Segment Open
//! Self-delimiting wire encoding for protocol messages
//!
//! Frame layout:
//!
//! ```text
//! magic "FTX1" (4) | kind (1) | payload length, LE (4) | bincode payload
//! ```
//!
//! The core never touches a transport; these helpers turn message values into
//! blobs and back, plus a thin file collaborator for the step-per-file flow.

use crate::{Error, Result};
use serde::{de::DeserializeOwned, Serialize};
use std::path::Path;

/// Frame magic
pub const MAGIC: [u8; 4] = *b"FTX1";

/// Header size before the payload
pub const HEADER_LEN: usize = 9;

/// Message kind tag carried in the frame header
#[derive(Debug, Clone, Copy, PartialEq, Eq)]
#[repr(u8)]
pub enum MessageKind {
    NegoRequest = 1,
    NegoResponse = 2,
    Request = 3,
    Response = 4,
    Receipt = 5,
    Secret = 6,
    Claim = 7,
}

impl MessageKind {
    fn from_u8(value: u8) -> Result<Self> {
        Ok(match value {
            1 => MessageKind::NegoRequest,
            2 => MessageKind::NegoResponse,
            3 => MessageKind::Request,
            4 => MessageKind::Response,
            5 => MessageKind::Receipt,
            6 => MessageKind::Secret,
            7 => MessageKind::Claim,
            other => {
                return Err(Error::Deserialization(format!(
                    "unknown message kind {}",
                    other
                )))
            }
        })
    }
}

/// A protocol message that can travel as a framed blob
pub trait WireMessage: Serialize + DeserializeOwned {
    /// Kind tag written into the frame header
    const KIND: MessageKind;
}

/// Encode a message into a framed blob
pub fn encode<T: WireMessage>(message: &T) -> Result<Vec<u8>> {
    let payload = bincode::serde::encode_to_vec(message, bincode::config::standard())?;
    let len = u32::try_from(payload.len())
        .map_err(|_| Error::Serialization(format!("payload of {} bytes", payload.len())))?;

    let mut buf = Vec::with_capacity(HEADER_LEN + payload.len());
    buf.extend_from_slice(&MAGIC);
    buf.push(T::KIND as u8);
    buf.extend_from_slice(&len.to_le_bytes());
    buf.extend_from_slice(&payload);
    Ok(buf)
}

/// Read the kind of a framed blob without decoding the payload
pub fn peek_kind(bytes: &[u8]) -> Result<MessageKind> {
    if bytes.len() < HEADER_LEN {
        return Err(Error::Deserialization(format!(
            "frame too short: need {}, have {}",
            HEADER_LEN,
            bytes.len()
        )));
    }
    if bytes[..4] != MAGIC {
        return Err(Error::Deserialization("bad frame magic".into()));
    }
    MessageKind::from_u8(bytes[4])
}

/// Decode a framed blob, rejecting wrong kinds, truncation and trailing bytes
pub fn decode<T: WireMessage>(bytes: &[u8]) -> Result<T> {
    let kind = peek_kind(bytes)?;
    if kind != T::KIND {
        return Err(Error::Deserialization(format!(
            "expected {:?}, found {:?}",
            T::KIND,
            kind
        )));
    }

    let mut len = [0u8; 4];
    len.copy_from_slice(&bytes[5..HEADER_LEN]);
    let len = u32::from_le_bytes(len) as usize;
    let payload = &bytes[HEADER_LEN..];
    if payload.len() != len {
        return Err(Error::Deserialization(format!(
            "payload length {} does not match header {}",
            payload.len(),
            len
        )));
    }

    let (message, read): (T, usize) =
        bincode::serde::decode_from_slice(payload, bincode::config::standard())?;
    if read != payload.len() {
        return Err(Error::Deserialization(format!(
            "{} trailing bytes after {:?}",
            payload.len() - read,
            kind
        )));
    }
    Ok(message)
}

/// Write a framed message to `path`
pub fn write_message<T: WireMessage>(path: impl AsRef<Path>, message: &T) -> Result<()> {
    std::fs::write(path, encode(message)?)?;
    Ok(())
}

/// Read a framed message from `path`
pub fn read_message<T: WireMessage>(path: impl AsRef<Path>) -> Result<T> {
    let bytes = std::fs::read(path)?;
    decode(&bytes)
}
Segment Closed
Segment Open
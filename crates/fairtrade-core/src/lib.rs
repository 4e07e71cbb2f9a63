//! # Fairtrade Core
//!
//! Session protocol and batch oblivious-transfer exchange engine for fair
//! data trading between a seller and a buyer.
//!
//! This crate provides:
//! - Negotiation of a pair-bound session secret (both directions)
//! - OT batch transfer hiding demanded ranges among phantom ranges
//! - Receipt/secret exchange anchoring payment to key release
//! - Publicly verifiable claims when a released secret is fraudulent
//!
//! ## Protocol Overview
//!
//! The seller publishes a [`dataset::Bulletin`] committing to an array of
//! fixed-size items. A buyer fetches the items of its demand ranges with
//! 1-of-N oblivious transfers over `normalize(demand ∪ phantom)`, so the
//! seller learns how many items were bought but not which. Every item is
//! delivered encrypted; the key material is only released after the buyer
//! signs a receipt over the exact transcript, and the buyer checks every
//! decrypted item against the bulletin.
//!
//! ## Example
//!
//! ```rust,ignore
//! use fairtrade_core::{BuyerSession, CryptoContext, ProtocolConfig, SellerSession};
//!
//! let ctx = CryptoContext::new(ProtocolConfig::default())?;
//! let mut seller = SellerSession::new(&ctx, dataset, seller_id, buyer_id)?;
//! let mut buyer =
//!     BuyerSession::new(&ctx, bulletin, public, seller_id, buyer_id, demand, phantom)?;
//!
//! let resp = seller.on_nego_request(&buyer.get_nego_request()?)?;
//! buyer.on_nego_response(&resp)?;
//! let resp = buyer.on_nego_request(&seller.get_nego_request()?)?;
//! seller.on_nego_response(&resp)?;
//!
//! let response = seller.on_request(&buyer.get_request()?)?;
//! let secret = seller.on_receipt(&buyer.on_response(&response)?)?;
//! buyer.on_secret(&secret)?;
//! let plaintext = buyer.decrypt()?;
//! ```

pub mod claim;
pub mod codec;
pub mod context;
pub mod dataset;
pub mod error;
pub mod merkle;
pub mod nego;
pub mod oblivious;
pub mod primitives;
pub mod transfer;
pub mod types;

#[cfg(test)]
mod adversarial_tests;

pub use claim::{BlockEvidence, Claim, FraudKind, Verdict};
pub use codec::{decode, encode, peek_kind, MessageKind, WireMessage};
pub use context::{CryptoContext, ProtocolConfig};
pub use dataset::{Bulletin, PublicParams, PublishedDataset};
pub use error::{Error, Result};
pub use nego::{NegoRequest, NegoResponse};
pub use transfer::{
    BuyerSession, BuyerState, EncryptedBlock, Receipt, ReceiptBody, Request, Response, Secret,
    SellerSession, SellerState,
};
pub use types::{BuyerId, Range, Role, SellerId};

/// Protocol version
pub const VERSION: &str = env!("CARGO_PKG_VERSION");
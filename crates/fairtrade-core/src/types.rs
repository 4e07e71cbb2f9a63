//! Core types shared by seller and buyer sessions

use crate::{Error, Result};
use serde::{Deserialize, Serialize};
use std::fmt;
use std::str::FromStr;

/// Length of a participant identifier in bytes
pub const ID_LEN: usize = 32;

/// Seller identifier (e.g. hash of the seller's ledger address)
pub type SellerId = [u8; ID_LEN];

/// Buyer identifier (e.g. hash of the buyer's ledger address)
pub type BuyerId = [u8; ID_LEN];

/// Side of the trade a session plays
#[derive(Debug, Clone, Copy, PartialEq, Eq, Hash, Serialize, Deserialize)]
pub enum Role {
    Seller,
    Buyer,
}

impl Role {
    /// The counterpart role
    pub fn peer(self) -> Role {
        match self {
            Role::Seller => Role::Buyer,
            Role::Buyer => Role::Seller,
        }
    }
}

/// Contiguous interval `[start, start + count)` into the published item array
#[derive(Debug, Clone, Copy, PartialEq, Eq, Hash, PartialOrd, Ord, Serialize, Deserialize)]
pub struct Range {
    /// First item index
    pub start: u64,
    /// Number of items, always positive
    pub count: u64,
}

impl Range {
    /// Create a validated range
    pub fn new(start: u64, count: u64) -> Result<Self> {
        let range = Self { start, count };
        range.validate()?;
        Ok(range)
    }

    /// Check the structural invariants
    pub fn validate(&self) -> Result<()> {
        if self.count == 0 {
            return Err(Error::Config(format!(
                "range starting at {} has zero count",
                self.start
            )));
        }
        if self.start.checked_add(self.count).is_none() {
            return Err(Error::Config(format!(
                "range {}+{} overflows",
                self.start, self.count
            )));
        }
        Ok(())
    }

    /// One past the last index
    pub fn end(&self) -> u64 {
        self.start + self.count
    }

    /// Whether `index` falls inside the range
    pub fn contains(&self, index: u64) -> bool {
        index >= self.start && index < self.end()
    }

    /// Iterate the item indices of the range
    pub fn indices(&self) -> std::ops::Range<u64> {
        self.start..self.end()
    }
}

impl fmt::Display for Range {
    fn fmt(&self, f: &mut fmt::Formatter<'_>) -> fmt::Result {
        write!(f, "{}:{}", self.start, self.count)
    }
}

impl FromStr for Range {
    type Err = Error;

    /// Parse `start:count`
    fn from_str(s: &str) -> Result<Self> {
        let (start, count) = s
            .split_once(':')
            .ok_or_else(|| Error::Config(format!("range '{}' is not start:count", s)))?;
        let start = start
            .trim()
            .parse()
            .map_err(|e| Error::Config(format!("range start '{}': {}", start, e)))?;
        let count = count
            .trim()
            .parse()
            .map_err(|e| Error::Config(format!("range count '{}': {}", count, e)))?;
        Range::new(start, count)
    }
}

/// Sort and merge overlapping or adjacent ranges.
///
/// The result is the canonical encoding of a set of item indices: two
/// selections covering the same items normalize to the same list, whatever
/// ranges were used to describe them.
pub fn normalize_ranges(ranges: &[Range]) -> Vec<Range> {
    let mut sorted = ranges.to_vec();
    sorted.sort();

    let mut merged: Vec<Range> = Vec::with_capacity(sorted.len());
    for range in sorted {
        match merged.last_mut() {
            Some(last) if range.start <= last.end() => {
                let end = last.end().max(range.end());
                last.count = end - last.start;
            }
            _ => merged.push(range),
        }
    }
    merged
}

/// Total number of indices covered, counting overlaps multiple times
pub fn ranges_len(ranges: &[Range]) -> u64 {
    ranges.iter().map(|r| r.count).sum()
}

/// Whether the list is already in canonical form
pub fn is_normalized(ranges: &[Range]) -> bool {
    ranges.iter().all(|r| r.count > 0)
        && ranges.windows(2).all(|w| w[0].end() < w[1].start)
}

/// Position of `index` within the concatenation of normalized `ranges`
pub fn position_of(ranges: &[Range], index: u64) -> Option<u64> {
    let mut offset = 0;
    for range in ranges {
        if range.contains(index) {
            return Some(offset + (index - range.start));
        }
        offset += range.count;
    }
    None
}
Segment Closed
Segment Open
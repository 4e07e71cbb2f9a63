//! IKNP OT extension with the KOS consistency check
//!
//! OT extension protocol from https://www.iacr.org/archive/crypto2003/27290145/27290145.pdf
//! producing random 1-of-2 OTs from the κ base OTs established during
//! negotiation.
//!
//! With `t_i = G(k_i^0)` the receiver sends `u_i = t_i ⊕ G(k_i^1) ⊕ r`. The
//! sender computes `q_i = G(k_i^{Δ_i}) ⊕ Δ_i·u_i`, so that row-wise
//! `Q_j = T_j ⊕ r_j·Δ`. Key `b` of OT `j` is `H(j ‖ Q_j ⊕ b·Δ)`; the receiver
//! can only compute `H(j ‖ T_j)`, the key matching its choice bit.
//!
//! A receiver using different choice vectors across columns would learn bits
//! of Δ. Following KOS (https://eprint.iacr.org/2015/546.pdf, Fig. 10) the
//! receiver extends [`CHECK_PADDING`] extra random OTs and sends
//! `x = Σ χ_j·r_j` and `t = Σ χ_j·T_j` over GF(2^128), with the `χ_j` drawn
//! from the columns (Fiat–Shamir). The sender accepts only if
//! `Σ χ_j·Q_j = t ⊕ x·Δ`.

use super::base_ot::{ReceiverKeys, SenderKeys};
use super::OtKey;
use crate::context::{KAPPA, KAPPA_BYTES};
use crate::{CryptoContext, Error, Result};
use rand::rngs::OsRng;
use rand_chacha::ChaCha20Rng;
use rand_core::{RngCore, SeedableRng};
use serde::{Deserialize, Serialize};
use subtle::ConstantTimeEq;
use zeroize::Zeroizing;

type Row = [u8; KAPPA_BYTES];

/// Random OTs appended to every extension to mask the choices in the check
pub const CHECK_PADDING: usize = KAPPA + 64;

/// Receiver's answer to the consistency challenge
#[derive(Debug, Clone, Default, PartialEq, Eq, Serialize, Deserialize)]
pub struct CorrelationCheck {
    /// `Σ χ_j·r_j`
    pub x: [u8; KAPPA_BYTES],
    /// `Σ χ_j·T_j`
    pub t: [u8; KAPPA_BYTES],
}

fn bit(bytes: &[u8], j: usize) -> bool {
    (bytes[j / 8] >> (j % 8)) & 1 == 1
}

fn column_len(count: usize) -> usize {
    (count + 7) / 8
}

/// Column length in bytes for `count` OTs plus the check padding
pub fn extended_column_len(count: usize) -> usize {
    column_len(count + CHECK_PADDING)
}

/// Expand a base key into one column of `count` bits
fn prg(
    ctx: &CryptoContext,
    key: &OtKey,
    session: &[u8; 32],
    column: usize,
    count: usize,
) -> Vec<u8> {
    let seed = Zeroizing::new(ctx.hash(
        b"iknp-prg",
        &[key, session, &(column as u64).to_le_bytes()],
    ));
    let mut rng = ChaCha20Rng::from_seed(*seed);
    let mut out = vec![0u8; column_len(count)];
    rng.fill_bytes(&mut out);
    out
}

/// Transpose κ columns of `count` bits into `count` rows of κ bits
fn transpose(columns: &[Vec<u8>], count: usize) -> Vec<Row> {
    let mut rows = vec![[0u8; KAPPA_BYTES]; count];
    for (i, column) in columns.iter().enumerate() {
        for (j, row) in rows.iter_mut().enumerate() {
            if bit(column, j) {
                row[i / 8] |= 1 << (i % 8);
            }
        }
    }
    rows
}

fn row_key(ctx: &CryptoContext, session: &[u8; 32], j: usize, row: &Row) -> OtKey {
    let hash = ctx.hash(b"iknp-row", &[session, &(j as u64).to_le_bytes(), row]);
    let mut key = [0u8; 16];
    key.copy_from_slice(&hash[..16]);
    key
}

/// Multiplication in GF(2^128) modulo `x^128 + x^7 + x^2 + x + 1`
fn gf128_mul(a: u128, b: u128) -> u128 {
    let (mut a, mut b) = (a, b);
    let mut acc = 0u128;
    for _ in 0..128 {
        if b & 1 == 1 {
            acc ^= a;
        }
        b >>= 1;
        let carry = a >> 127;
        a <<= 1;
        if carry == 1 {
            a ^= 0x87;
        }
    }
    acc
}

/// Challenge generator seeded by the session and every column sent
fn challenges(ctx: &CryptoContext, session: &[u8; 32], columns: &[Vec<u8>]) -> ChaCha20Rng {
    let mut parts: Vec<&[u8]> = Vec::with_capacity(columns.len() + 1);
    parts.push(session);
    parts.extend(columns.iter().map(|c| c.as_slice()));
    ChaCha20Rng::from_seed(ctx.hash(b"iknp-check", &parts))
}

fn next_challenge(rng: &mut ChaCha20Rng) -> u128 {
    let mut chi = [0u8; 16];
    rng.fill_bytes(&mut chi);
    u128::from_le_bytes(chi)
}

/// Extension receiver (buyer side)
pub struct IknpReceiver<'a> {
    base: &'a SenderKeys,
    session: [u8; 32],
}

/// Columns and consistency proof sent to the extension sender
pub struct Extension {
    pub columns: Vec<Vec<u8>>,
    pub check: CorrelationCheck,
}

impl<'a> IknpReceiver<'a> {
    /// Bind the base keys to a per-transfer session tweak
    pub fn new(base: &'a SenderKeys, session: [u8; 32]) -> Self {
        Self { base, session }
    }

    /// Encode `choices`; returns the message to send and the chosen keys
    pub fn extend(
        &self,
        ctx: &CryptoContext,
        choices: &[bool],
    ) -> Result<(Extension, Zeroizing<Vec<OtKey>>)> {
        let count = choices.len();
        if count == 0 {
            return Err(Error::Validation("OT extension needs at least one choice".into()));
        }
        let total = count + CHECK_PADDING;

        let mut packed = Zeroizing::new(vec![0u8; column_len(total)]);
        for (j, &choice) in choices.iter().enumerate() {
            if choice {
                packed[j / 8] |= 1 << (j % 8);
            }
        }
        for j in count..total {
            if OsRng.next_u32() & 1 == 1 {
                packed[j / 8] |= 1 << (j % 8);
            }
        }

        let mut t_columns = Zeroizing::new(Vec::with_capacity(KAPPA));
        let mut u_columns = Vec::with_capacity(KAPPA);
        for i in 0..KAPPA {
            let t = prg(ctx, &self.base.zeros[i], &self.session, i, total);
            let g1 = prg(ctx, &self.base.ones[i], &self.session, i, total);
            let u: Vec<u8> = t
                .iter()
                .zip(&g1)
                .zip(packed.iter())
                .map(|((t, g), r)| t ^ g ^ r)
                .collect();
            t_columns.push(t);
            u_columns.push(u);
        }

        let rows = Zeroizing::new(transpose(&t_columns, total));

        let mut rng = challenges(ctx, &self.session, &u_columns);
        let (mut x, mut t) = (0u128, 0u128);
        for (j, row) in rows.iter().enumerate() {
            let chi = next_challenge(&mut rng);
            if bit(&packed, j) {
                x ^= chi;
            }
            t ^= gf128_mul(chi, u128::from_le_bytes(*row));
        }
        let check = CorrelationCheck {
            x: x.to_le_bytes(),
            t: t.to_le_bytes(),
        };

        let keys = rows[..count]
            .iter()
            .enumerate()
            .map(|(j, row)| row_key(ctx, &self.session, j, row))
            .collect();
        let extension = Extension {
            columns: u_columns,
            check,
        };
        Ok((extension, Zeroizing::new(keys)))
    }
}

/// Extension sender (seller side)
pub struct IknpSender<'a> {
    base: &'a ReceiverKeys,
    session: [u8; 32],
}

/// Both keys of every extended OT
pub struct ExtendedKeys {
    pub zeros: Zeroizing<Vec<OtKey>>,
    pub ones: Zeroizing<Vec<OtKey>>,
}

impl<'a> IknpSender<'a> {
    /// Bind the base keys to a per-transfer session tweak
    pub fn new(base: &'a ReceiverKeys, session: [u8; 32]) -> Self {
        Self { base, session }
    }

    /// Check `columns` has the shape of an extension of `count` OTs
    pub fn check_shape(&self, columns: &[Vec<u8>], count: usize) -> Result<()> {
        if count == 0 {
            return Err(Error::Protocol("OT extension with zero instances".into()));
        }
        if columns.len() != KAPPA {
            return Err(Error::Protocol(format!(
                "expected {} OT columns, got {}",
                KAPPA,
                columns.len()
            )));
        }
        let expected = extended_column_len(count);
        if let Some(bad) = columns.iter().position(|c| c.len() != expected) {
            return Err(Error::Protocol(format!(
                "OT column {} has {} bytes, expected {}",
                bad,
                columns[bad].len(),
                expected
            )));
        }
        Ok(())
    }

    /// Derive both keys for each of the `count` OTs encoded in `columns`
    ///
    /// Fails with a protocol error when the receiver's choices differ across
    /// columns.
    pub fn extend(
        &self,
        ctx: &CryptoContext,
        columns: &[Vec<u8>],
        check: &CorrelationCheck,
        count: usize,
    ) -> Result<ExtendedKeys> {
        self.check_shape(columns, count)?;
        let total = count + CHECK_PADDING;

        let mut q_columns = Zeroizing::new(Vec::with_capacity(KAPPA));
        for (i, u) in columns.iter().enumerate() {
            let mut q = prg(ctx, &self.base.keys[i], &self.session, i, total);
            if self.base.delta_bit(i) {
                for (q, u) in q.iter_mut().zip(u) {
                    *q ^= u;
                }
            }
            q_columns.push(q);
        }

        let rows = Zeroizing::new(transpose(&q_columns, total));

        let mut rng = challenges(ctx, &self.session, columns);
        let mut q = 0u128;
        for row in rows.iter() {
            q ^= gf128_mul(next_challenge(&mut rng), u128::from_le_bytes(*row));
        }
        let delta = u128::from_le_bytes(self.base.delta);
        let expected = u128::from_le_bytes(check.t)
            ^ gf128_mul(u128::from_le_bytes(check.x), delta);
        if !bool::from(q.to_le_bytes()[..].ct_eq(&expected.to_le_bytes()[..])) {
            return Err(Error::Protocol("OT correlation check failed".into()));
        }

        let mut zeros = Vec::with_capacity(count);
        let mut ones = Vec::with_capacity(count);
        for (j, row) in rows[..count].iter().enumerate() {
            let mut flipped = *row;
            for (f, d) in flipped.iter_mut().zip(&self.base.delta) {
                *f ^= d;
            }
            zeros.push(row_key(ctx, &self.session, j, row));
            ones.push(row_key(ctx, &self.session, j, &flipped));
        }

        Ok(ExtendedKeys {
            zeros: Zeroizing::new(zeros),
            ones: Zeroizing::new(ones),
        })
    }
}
Segment Closed
- **What the exercise asks**: Looking through the listing above, state how many of its lines contain the string "trailing". Write only the number.

- **Answer space**: 2